Model Overview
electrocampbell/nebula-8lang-7b is a 7.6 billion parameter model, fine-tuned from Qwen/Qwen2.5-7B, specifically designed for code translation. Its primary function is to translate code written in Nebula, a universal code intermediate language, into eight distinct target programming languages. Nebula is noted for its token efficiency, compressing code an average of 16% smaller than source code while maintaining round-trip fidelity.
Key Capabilities
- Multi-language Code Translation: Translates Nebula into Python, JavaScript, TypeScript, Go, Swift, Kotlin, Rust, and C.
- High Translation Accuracy: Achieves a Pass@1 score of 67.7% on HumanEval for Nebula to Python translation, improving to 88.4% with error correction. It also scores 55.4% on MBPP for Nebula to Python.

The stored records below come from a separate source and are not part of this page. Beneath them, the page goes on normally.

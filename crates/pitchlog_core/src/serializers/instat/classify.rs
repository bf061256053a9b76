//! Action classification: vendor code -> event variant, result and qualifiers.

use super::codes::{self, ActionCategory};
use crate::models::{
    CardType, EventKind, FormationType, PassResult, PassType, Point, Qualifier, ShotResult,
    TakeOnResult,
};

/// Row context some categories need besides the code itself.
#[derive(Debug, Clone, Copy, Default)]
pub struct ActionContext<'a> {
    /// Pass destination, already in the target coordinate system.
    pub receiver_coordinates: Option<Point>,
    pub formation_label: Option<&'a str>,
}

#[derive(Debug, Clone, PartialEq)]
pub struct Classified {
    pub kind: EventKind,
    pub qualifiers: Vec<Qualifier>,
}

impl Classified {
    fn bare(kind: EventKind) -> Self {
        Self { kind, qualifiers: Vec::new() }
    }
}

/// Primary variant for a row. `None` for period markers, which are not events.
pub fn classify(code: u32, ctx: ActionContext) -> Option<Classified> {
    let classified = match ActionCategory::from_code(code) {
        ActionCategory::PeriodMarker => return None,
        ActionCategory::Pass => pass(code, ctx.receiver_coordinates),
        ActionCategory::Shot => Classified::bare(EventKind::Shot { result: shot_result(code) }),
        ActionCategory::TakeOn => {
            Classified::bare(EventKind::TakeOn { result: take_on_result(code) })
        }
        ActionCategory::Foul => Classified::bare(EventKind::FoulCommitted),
        ActionCategory::Recovery => Classified::bare(EventKind::Recovery),
        ActionCategory::BallOut => Classified::bare(EventKind::BallOut),
        ActionCategory::FormationChange => Classified::bare(EventKind::FormationChange {
            formation_type: ctx.formation_label.and_then(FormationType::from_label),
        }),
        ActionCategory::Generic => Classified::bare(EventKind::Generic {
            name: codes::action_label(code).to_string(),
        }),
    };
    Some(classified)
}

/// Card severity for a code; `None` when the code is not a card.
pub fn card_type(code: u32) -> Option<CardType> {
    match code {
        codes::FIRST_YELLOW_CARD => Some(CardType::FirstYellow),
        codes::SECOND_YELLOW_CARD => Some(CardType::SecondYellow),
        codes::RED_CARD => Some(CardType::Red),
        _ => None,
    }
}

/// The card a row books, next to (not instead of) its primary variant.
pub fn classify_card(code: u32) -> Option<Classified> {
    let card_type = card_type(code)?;
    Some(Classified {
        kind: EventKind::Card { card_type: Some(card_type) },
        qualifiers: vec![Qualifier::Card(card_type)],
    })
}

fn pass(code: u32, receiver_coordinates: Option<Point>) -> Classified {
    let (result, qualifiers) = if codes::CROSS_COMPLETE.contains(&code) {
        (Some(PassResult::Complete), vec![Qualifier::Pass(PassType::Cross)])
    } else if codes::CROSS_INCOMPLETE.contains(&code) {
        (Some(PassResult::Incomplete), vec![Qualifier::Pass(PassType::Cross)])
    } else {
        match code {
            codes::ASSIST => (Some(PassResult::Complete), vec![Qualifier::Pass(PassType::Assist)]),
            codes::SECOND_ASSIST => {
                (Some(PassResult::Complete), vec![Qualifier::Pass(PassType::Assist2)])
            }
            codes::ATTACKING_PASS_ACCURATE
            | codes::NON_ATTACKING_PASS_ACCURATE
            | codes::KEY_PASS_ACCURATE => (Some(PassResult::Complete), Vec::new()),
            codes::ATTACKING_PASS_INACCURATE
            | codes::NON_ATTACKING_PASS_INACCURATE
            | codes::KEY_PASS_INACCURATE => (Some(PassResult::Incomplete), Vec::new()),
            _ => (None, Vec::new()),
        }
    };

    Classified {
        kind: EventKind::Pass {
            result,
            receiver_coordinates,
            // the log carries no receiver identity or receive time
            receiver_player_id: None,
            receive_timestamp: None,
        },
        qualifiers,
    }
}

fn shot_result(code: u32) -> Option<ShotResult> {
    match code {
        codes::GOAL => Some(ShotResult::Goal),
        codes::OWN_GOAL => Some(ShotResult::OwnGoal),
        codes::SHOT_BLOCKED => Some(ShotResult::Blocked),
        codes::SHOT_POST => Some(ShotResult::Post),
        codes::SHOT_SAVED => Some(ShotResult::Saved),
        _ => None,
    }
}

fn take_on_result(code: u32) -> Option<TakeOnResult> {
    if codes::TAKE_ON_COMPLETE.contains(&code) {
        Some(TakeOnResult::Complete)
    } else if code == codes::DRIBBLE_UNSUCCESSFUL {
        Some(TakeOnResult::Incomplete)
    } else {
        None
    }
}

#[cfg(test)]
mod tests {
    use super::*;
    use crate::models::EventType;

    fn kind_of(code: u32) -> EventKind {
        classify(code, ActionContext::default()).unwrap().kind
    }

    #[test]
    fn test_card_codes_emit_exactly_one_matching_qualifier() {
        for (code, expected) in [
            (codes::FIRST_YELLOW_CARD, CardType::FirstYellow),
            (codes::SECOND_YELLOW_CARD, CardType::SecondYellow),
            (codes::RED_CARD, CardType::Red),
        ] {
            let card = classify_card(code).unwrap();
            assert_eq!(card.kind, EventKind::Card { card_type: Some(expected) });
            assert_eq!(card.qualifiers, vec![Qualifier::Card(expected)]);
        }
    }

    #[test]
    fn test_non_card_codes_are_not_cards() {
        assert_eq!(card_type(codes::FOUL), None);
        assert!(classify_card(codes::FOUL).is_none());
        assert!(classify_card(codes::GOAL).is_none());
    }

    #[test]
    fn test_card_row_also_classifies_as_foul() {
        assert_eq!(kind_of(codes::RED_CARD).event_type(), EventType::FoulCommitted);
    }

    #[test]
    fn test_crosses_and_assists() {
        let receiver = Point::new(0.9, 0.4);
        let ctx = ActionContext { receiver_coordinates: Some(receiver), formation_label: None };

        let cross = classify(codes::CROSS_ACCURATE, ctx).unwrap();
        assert_eq!(cross.qualifiers, vec![Qualifier::Pass(PassType::Cross)]);
        assert_eq!(
            cross.kind,
            EventKind::Pass {
                result: Some(PassResult::Complete),
                receiver_coordinates: Some(receiver),
                receiver_player_id: None,
                receive_timestamp: None,
            }
        );

        let cross = classify(codes::SET_PIECE_CROSS_INACCURATE, ctx).unwrap();
        assert!(matches!(cross.kind, EventKind::Pass { result: Some(PassResult::Incomplete), .. }));
        assert_eq!(cross.qualifiers, vec![Qualifier::Pass(PassType::Cross)]);

        let assist = classify(codes::SECOND_ASSIST, ctx).unwrap();
        assert!(matches!(assist.kind, EventKind::Pass { result: Some(PassResult::Complete), .. }));
        assert_eq!(assist.qualifiers, vec![Qualifier::Pass(PassType::Assist2)]);

        let plain = classify(codes::ATTACKING_PASS_INACCURATE, ActionContext::default()).unwrap();
        assert!(plain.qualifiers.is_empty());
        assert!(matches!(
            plain.kind,
            EventKind::Pass { result: Some(PassResult::Incomplete), receiver_coordinates: None, .. }
        ));
    }

    #[test]
    fn test_shot_outcomes() {
        assert_eq!(kind_of(codes::GOAL), EventKind::Shot { result: Some(ShotResult::Goal) });
        assert_eq!(kind_of(codes::OWN_GOAL), EventKind::Shot { result: Some(ShotResult::OwnGoal) });
        assert_eq!(kind_of(codes::SHOT_POST), EventKind::Shot { result: Some(ShotResult::Post) });
        assert_eq!(kind_of(codes::SHOT_WIDE), EventKind::Shot { result: None });
    }

    #[test]
    fn test_take_on_outcomes() {
        assert_eq!(
            kind_of(codes::DRIBBLE_INTO_BOX_SUCCESSFUL),
            EventKind::TakeOn { result: Some(TakeOnResult::Complete) }
        );
        assert_eq!(
            kind_of(codes::DRIBBLE_UNSUCCESSFUL),
            EventKind::TakeOn { result: Some(TakeOnResult::Incomplete) }
        );
        assert_eq!(kind_of(codes::DRIBBLE_CONTESTED), EventKind::TakeOn { result: None });
    }

    #[test]
    fn test_simple_variants_and_markers() {
        assert_eq!(kind_of(codes::INTERCEPTION), EventKind::Recovery);
        assert_eq!(kind_of(codes::CORNER_AWARDED), EventKind::BallOut);
        assert!(classify(codes::FIRST_HALF_START, ActionContext::default()).is_none());

        let ctx = ActionContext { receiver_coordinates: None, formation_label: Some("3-5-2") };
        assert_eq!(
            classify(codes::FORMATION_CHANGE, ctx).unwrap().kind,
            EventKind::FormationChange { formation_type: Some(FormationType::F352) }
        );
    }

    #[test]
    fn test_generic_fallback_labels() {
        assert_eq!(kind_of(6010), EventKind::Generic { name: "Offside".to_string() });
        assert_eq!(kind_of(424242), EventKind::Generic { name: "unknown".to_string() });
    }
}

- Optimized for Intermediate Language: Leverages Nebula's token-efficient canonical form for robust and accurate code generation across multiple paradigms.
When to Use This Model
This model is ideal for developers and systems requiring automated, high-quality code translation from a standardized intermediate representation. It is particularly useful for:
- Cross-language Development: Facilitating code migration or interoperability between the supported languages.
- Code Generation Pipelines: Integrating into systems that use Nebula as an intermediate step for generating idiomatic code in various target languages.
- Research in Code Translation: As a strong baseline or component for projects focused on universal code representation and translation.